What you are asked to do: Beginning with the first line, transcribe the entries below exactly through the line containing "pub use spatial::RegionIndex;", inclusive.

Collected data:
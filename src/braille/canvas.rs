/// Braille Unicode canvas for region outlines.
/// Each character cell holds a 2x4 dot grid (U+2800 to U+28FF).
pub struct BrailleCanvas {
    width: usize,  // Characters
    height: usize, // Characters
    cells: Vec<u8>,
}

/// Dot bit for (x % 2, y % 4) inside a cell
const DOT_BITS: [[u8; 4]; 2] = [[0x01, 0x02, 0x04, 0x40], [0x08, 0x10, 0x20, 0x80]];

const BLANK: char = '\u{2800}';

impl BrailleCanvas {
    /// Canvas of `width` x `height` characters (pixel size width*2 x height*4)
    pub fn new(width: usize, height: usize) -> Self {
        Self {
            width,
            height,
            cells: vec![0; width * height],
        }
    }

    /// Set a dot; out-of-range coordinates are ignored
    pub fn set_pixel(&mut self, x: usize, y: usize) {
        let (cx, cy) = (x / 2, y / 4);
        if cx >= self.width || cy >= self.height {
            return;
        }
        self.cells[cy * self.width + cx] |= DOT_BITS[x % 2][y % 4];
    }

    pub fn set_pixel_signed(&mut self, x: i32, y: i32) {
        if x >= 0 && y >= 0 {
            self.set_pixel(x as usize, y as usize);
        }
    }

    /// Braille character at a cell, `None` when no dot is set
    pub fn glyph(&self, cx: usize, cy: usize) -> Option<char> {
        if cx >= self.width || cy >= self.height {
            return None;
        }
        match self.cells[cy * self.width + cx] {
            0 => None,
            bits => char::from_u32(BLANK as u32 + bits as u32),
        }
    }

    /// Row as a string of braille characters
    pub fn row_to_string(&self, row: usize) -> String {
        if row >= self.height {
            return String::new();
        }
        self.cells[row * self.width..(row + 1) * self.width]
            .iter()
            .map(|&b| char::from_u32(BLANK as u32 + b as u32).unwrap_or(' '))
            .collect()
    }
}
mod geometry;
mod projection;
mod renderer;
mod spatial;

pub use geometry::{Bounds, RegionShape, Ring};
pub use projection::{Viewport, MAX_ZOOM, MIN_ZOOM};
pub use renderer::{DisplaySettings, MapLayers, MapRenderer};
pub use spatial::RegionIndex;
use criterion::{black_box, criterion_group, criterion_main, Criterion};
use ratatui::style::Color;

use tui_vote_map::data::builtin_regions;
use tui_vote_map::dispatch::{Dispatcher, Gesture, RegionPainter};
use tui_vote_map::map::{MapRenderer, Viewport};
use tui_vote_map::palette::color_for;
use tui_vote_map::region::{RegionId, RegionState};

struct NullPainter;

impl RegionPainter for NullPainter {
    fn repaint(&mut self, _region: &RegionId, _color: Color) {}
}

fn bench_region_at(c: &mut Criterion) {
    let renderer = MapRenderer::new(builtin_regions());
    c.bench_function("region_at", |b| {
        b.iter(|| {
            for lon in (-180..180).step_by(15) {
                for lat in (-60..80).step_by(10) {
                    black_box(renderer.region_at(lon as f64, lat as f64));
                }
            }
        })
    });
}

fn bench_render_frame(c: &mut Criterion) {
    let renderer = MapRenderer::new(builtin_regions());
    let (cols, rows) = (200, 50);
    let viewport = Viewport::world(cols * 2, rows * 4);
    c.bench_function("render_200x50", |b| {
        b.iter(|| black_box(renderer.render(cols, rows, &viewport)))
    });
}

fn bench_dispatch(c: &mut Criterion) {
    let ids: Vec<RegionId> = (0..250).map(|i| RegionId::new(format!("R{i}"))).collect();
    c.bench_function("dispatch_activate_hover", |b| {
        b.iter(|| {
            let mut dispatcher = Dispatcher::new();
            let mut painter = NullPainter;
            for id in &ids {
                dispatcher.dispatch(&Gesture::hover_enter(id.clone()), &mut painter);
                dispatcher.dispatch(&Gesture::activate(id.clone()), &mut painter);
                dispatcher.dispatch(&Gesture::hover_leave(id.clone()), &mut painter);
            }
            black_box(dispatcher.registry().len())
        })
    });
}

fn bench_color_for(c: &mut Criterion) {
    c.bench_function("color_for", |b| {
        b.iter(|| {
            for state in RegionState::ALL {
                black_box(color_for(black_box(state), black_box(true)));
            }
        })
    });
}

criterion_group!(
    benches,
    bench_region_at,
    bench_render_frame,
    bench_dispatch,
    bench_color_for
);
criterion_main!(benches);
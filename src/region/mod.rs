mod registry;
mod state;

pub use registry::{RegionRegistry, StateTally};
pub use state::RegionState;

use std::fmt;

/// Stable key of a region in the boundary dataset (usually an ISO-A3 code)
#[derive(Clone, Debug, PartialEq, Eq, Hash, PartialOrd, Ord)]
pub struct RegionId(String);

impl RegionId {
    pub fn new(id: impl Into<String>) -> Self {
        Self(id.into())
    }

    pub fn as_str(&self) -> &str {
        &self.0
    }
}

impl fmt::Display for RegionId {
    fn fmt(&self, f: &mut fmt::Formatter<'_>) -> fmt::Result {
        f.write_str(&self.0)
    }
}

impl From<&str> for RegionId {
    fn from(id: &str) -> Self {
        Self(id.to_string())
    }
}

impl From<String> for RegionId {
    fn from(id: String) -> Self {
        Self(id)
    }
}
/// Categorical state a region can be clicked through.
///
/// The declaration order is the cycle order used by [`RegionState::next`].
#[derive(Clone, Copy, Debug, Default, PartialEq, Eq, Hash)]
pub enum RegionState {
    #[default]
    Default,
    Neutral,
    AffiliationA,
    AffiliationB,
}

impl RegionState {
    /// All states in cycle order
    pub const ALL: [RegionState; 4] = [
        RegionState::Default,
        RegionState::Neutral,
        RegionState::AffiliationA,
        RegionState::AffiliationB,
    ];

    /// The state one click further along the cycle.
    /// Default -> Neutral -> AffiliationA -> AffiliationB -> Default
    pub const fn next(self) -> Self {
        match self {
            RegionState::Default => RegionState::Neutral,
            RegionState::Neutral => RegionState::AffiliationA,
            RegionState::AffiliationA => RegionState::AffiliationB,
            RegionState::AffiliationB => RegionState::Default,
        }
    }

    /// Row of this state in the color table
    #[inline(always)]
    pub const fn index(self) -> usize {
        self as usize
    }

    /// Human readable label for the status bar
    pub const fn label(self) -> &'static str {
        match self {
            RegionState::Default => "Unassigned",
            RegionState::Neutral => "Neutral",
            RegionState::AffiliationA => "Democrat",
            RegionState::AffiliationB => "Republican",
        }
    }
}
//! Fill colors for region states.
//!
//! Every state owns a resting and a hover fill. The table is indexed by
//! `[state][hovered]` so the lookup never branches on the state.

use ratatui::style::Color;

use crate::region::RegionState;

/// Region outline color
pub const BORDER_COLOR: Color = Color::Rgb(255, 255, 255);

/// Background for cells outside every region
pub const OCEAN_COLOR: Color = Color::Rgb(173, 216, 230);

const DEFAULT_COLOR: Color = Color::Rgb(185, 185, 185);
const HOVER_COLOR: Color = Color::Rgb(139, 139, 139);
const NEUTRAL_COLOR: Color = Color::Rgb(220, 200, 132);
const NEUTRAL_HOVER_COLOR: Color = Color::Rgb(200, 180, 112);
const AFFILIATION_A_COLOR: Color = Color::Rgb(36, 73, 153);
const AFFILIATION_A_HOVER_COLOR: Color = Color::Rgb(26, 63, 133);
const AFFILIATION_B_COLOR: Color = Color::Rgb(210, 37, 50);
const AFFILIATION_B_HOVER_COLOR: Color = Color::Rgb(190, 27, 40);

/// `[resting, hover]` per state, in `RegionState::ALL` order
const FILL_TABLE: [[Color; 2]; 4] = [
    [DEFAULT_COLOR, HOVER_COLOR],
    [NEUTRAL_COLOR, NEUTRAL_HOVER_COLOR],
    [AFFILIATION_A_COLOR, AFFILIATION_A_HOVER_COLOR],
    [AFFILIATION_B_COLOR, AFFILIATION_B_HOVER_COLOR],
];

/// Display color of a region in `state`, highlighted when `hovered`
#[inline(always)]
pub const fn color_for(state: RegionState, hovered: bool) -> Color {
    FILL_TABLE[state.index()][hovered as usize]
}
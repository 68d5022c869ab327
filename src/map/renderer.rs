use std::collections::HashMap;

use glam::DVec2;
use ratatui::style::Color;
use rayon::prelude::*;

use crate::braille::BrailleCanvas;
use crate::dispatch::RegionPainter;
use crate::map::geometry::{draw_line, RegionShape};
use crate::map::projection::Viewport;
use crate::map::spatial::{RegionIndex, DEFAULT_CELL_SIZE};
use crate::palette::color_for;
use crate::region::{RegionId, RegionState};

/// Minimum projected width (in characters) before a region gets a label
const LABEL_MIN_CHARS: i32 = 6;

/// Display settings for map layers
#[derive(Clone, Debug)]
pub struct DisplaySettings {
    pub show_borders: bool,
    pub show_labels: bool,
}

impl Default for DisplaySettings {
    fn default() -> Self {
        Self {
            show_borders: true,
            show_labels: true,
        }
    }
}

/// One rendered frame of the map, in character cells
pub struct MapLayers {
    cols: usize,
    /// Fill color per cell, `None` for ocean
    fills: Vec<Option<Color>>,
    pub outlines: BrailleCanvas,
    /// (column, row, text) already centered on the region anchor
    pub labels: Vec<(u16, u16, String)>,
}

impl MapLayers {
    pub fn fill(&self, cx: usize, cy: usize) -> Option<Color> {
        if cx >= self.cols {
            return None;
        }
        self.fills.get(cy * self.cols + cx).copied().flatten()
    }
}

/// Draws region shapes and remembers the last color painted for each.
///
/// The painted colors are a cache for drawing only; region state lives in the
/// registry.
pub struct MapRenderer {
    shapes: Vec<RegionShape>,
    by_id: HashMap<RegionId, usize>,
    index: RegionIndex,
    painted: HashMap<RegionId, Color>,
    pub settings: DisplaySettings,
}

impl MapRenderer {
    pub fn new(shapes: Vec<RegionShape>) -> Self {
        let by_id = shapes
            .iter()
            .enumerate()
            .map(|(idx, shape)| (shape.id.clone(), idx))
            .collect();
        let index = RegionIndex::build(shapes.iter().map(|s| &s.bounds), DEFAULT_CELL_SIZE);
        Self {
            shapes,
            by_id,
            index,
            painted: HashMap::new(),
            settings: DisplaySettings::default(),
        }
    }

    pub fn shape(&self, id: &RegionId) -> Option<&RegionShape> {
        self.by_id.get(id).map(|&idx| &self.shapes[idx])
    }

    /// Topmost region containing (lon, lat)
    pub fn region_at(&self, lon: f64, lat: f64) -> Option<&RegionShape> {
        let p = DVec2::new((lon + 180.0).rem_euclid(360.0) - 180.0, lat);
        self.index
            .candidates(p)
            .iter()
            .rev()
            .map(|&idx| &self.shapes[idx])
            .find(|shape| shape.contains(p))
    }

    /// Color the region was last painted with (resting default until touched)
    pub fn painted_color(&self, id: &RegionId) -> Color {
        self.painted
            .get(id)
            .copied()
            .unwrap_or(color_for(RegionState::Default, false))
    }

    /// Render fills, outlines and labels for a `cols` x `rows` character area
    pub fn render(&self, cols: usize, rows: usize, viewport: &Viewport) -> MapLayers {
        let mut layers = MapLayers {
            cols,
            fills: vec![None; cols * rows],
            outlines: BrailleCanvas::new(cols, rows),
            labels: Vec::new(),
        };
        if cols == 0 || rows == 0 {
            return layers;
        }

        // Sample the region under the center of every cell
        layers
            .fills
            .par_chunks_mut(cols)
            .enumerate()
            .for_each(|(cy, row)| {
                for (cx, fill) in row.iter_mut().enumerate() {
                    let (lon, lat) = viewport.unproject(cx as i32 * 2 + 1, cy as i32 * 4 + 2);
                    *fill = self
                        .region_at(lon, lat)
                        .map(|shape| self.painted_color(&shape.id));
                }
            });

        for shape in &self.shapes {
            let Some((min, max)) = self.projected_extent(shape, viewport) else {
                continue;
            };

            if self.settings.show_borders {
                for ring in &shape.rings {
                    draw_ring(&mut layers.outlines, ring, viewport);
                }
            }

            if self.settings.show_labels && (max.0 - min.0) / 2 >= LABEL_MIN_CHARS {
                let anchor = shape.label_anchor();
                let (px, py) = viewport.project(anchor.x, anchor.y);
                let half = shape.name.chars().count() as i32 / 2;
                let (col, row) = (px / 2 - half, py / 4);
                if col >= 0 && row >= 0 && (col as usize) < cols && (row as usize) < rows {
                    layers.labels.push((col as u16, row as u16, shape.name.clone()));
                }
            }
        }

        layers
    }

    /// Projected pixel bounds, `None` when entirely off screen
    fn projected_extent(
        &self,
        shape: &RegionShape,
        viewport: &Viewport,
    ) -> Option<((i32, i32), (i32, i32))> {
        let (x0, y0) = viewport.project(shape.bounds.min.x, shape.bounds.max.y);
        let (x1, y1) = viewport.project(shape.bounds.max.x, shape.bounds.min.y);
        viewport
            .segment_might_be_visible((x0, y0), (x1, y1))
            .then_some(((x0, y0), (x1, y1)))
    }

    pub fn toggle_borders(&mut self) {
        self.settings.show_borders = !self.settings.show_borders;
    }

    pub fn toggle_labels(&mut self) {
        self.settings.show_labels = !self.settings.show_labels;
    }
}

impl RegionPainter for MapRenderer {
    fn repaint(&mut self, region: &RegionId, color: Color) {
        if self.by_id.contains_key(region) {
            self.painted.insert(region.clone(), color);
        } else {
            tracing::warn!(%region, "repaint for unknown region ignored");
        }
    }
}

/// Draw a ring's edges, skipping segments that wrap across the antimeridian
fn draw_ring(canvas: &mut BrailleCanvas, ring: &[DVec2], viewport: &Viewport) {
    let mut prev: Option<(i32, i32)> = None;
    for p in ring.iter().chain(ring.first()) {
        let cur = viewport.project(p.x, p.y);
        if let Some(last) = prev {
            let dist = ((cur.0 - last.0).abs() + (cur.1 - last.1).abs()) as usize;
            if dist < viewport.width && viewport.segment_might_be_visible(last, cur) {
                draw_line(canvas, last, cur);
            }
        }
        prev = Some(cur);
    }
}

Exercise response:
filename src/braille/canvas.rs
/// Braille Unicode canvas for region outlines.
/// Each character cell holds a 2x4 dot grid (U+2800 to U+28FF).
pub struct BrailleCanvas {
    width: usize,  // Characters
    height: usize, // Characters
    cells: Vec<u8>,
}

/// Dot bit for (x % 2, y % 4) inside a cell
const DOT_BITS: [[u8; 4]; 2] = [[0x01, 0x02, 0x04, 0x40], [0x08, 0x10, 0x20, 0x80]];

const BLANK: char = '\u{2800}';

impl BrailleCanvas {
    /// Canvas of `width` x `height` characters (pixel size width*2 x height*4)
    pub fn new(width: usize, height: usize) -> Self {
        Self {
            width,
            height,
            cells: vec![0; width * height],
        }
    }

    /// Set a dot; out-of-range coordinates are ignored
    pub fn set_pixel(&mut self, x: usize, y: usize) {
        let (cx, cy) = (x / 2, y / 4);
        if cx >= self.width || cy >= self.height {
            return;
        }
        self.cells[cy * self.width + cx] |= DOT_BITS[x % 2][y % 4];
    }

    pub fn set_pixel_signed(&mut self, x: i32, y: i32) {
        if x >= 0 && y >= 0 {
            self.set_pixel(x as usize, y as usize);
        }
    }

    /// Braille character at a cell, `None` when no dot is set
    pub fn glyph(&self, cx: usize, cy: usize) -> Option<char> {
        if cx >= self.width || cy >= self.height {
            return None;
        }
        match self.cells[cy * self.width + cx] {
            0 => None,
            bits => char::from_u32(BLANK as u32 + bits as u32),
        }
    }

    /// Row as a string of braille characters
    pub fn row_to_string(&self, row: usize) -> String {
        if row >= self.height {
            return String::new();
        }
        self.cells[row * self.width..(row + 1) * self.width]
            .iter()
            .map(|&b| char::from_u32(BLANK as u32 + b as u32).unwrap_or(' '))
            .collect()
    }
}
mod geometry;
mod projection;
mod renderer;
mod spatial;

pub use geometry::{Bounds, RegionShape, Ring};
pub use projection::{Viewport, MAX_ZOOM, MIN_ZOOM};
pub use renderer::{DisplaySettings, MapLayers, MapRenderer};
pub use spatial::RegionIndex;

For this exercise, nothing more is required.